Kara Walker. Gone: An Historical Romance of a Civil War as It Occurred b'tween the Dusky Thighs of One Young Negress and Her Heart. 1994
KARA WALKER: My name is Kara Walker. This work is based on purposeful misreadings of historical texts like Gone With the Wind. I wanted to ensure that there would always be this like punch-in-the-gut feeling of culpability in white washing or wishing away the unseemly, icky part of the story, of any story. But specifically the story that I want to talk about always comes back to an American mythology that involves race, slavery—a sadomasochistic construct that underlies the American history narrative.
I started with the sweeping Gone With the Wind-like silhouette of soldier and maiden embracing or at least attempting to. And then from there things unravel pretty quickly into a place that maybe resembles my own slapstick sensibility. I was really trying to explore the problematics of making art as a young black woman, when constantly barraged and faced with a host of stereotypes about what it even means to be a young black woman.

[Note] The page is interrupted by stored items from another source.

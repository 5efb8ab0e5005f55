use std::sync::Arc;

use async_trait::async_trait;
use cancelkit_core::config::StaticExperiments;
use cancelkit_core::purchase::{Purchase, PurchaseId, UserId};
use cancelkit_core::site::{Site, SiteId};
use cancelkit_core::submission::SurveySubmission;

use crate::events::TrackEvent;

/// Purchases store: the removal transport plus the records it keeps current.
#[async_trait]
pub trait PurchaseStore: Send + Sync {
    async fn remove_purchase(&self, purchase_id: PurchaseId, user_id: UserId)
    -> anyhow::Result<()>;

    /// Latest record for a purchase, including any error attached by a failed call.
    fn purchase(&self, purchase_id: PurchaseId) -> Option<Purchase>;
}

#[derive(Debug, Clone, PartialEq, Eq, Default)]
pub struct SurveyReceipt {
    pub success: bool,
    pub err: Option<String>,
}

impl SurveyReceipt {
    pub fn accepted() -> Self {
        Self {
            success: true,
            err: None,
        }
    }

    pub fn rejected(err: impl Into<String>) -> Self {
        Self {
            success: false,
            err: Some(err.into()),
        }
    }
}

#[async_trait]
pub trait SurveyTransport: Send + Sync {
    async fn submit(
        &self,
        survey_id: &str,
        site_id: SiteId,
        submission: &SurveySubmission,
    ) -> anyhow::Result<SurveyReceipt>;
}

pub trait ExperimentOracle: Send + Sync {
    fn variant(&self, name: &str) -> Option<String>;
}

impl ExperimentOracle for StaticExperiments {
    fn variant(&self, name: &str) -> Option<String> {
        StaticExperiments::variant(self, name).map(str::to_string)
    }
}

#[derive(Debug, Clone, Copy, PartialEq, Eq, Default)]
pub struct NoticeOptions {
    /// Persistent notices stay until dismissed.
    pub persistent: bool,
}

pub trait Notices: Send + Sync {
    fn success(&self, message: &str, options: NoticeOptions);
    fn error(&self, message: &str);
}

/// Older site list that still tracks site existence on its own.
pub trait LegacySiteList: Send + Sync {
    fn receive_deleted_site(&self, site: &Site);
}

pub trait SiteStore: Send + Sync {
    fn receive_deleted_site(&self, site: &Site);
}

pub trait SiteSelection: Send + Sync {
    fn select_all_sites(&self);
}

pub trait Navigator: Send + Sync {
    fn navigate(&self, path: &str);
}

pub trait Analytics: Send + Sync {
    fn record(&self, event: TrackEvent);
}

#[derive(Clone)]
pub struct Collaborators {
    pub purchases: Arc<dyn PurchaseStore>,
    pub surveys: Arc<dyn SurveyTransport>,
    pub experiments: Arc<dyn ExperimentOracle>,
    pub notices: Arc<dyn Notices>,
    pub legacy_sites: Arc<dyn LegacySiteList>,
    pub sites: Arc<dyn SiteStore>,
    pub selection: Arc<dyn SiteSelection>,
    pub navigator: Arc<dyn Navigator>,
    pub analytics: Arc<dyn Analytics>,
}
use std::collections::BTreeMap;
use std::fs;
use std::path::{Path, PathBuf};
use std::sync::Arc;

use anyhow::{Context, Result};
use cancelkit_app::{FlowRequest, RemovalFlow, RemovalOutcome, TrackEvent};
use cancelkit_core::buttons::DialogButton;
use cancelkit_core::config::Features;
use cancelkit_core::purchase::{Purchase, UserId};
use cancelkit_core::router::Direction;
use cancelkit_core::site::Site;
use cancelkit_core::survey::{AnswerPatch, QuestionId};
use serde::Deserialize;
use thiserror::Error;

use crate::host::{HostEntry, InMemoryHost};

#[derive(Debug, Clone, Deserialize)]
pub struct Scenario {
    #[serde(default)]
    pub user_id: UserId,
    pub purchase: Purchase,
    pub site: Site,
    #[serde(default)]
    pub features: Features,
    #[serde(default)]
    pub experiments: BTreeMap<String, String>,
    #[serde(default)]
    pub transport: TransportScript,
    #[serde(default)]
    pub steps: Vec<ScenarioStep>,
}

/// Scripted transport behavior. Everything succeeds unless set.
#[derive(Debug, Clone, Default, Deserialize)]
pub struct TransportScript {
    pub removal_error: Option<String>,
    /// Error the store attaches to the purchase when removal fails.
    pub attached_error: Option<String>,
    pub survey_error: Option<String>,
    pub survey_rejection: Option<String>,
}

#[derive(Debug, Clone, PartialEq, Eq, Deserialize)]
#[serde(tag = "action", rename_all = "kebab-case")]
pub enum ScenarioStep {
    Open,
    Close,
    Chat,
    Answer {
        question: QuestionId,
        #[serde(default)]
        choice: Option<String>,
        #[serde(default)]
        text: Option<String>,
    },
    Next,
    Previous,
    Confirm,
}

impl ScenarioStep {
    pub fn label(&self) -> String {
        match self {
            Self::Open => "open".to_string(),
            Self::Close => "close".to_string(),
            Self::Chat => "chat".to_string(),
            Self::Answer { question, .. } => format!("answer {}", question.field_key()),
            Self::Next => "next".to_string(),
            Self::Previous => "previous".to_string(),
            Self::Confirm => "confirm".to_string(),
        }
    }
}

#[derive(Debug, Error)]
pub enum ScenarioError {
    #[error("failed to read scenario at {path}: {source}")]
    Read {
        path: PathBuf,
        #[source]
        source: std::io::Error,
    },
    #[error("failed to parse scenario at {path}: {source}")]
    Parse {
        path: PathBuf,
        #[source]
        source: toml::de::Error,
    },
}

pub fn load_scenario(path: &Path) -> Result<Scenario, ScenarioError> {
    let raw = fs::read_to_string(path).map_err(|source| ScenarioError::Read {
        path: path.to_path_buf(),
        source,
    })?;

    toml::from_str(&raw).map_err(|source| ScenarioError::Parse {
        path: path.to_path_buf(),
        source,
    })
}

#[derive(Debug, Clone, PartialEq, Eq)]
pub struct StepRow {
    pub action: String,
    pub outcome: String,
    pub current_step: u8,
    pub final_step: u8,
    pub dialog_visible: bool,
    pub removing: bool,
    pub buttons: Vec<DialogButton>,
}

#[derive(Debug, Clone, PartialEq)]
pub struct WalkReport {
    pub product_name: String,
    pub site_domain: String,
    pub rows: Vec<StepRow>,
    pub host_log: Vec<HostEntry>,
    pub events: Vec<TrackEvent>,
}

/// Drives the scenario through a removal flow. Blocked "next" presses are
/// reported instead of applied, the way a dialog would disable the button.
pub async fn walk(scenario: Scenario) -> Result<WalkReport> {
    let host = Arc::new(InMemoryHost::new(
        scenario.purchase.clone(),
        scenario.transport,
        scenario.experiments,
    ));
    let mut flow = RemovalFlow::new(
        FlowRequest {
            purchase: scenario.purchase,
            site: Some(scenario.site),
            user_id: scenario.user_id,
            purchases_loaded: true,
            features: scenario.features,
        },
        host.collaborators(),
    )
    .context("removal is not offered for this purchase")?;

    let mut rows = Vec::with_capacity(scenario.steps.len());
    for step in scenario.steps {
        let action = step.label();
        let outcome = apply_step(&mut flow, step).await;
        let state = *flow.state();
        rows.push(StepRow {
            action,
            outcome,
            current_step: state.current_step,
            final_step: state.final_step.as_step(),
            dialog_visible: state.is_dialog_visible,
            removing: state.is_removing,
            buttons: flow.buttons(),
        });
    }

    if let Some(task) = flow.take_survey_task() {
        task.await.context("survey submission task failed")?;
    }

    Ok(WalkReport {
        product_name: flow.purchase().product_name.clone(),
        site_domain: flow.site().domain.clone(),
        rows,
        host_log: host.entries(),
        events: host.events(),
    })
}

async fn apply_step(flow: &mut RemovalFlow, step: ScenarioStep) -> String {
    match step {
        ScenarioStep::Open => {
            flow.open_dialog();
            "dialog open".to_string()
        }
        ScenarioStep::Close => {
            flow.close_dialog();
            "dialog closed".to_string()
        }
        ScenarioStep::Chat => {
            flow.chat_clicked();
            "handed to chat".to_string()
        }
        ScenarioStep::Answer {
            question,
            choice,
            text,
        } => {
            flow.set_response(question, AnswerPatch { choice, text });
            if flow.is_advance_allowed() {
                "answers complete".to_string()
            } else {
                "answers incomplete".to_string()
            }
        }
        ScenarioStep::Next => {
            if !flow.is_advance_allowed() {
                return "blocked: answers incomplete".to_string();
            }
            format!("step {}", flow.advance(Direction::Forward))
        }
        ScenarioStep::Previous => format!("step {}", flow.advance(Direction::Backward)),
        ScenarioStep::Confirm => match flow.confirm_removal().await {
            RemovalOutcome::Removed(report) if report.site_deleted => {
                "removed (site deleted)".to_string()
            }
            RemovalOutcome::Removed(_) => "removed".to_string(),
            RemovalOutcome::Failed { message } => format!("failed: {message}"),
            RemovalOutcome::AlreadyRemoving => "ignored: already removing".to_string(),
        },
    }
}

I started cutting black paper and making these silhouettes. It's like the handprint that's very basic info and it's very honest. But at the same time it's not honest at all. I mean, it's a complete obliteration of the details of a scene, and relying on a generalization to get the point of an image across. I really liked that association there's a similarity between the silhouette and other types of stereotyping, racial stereotyping in particular.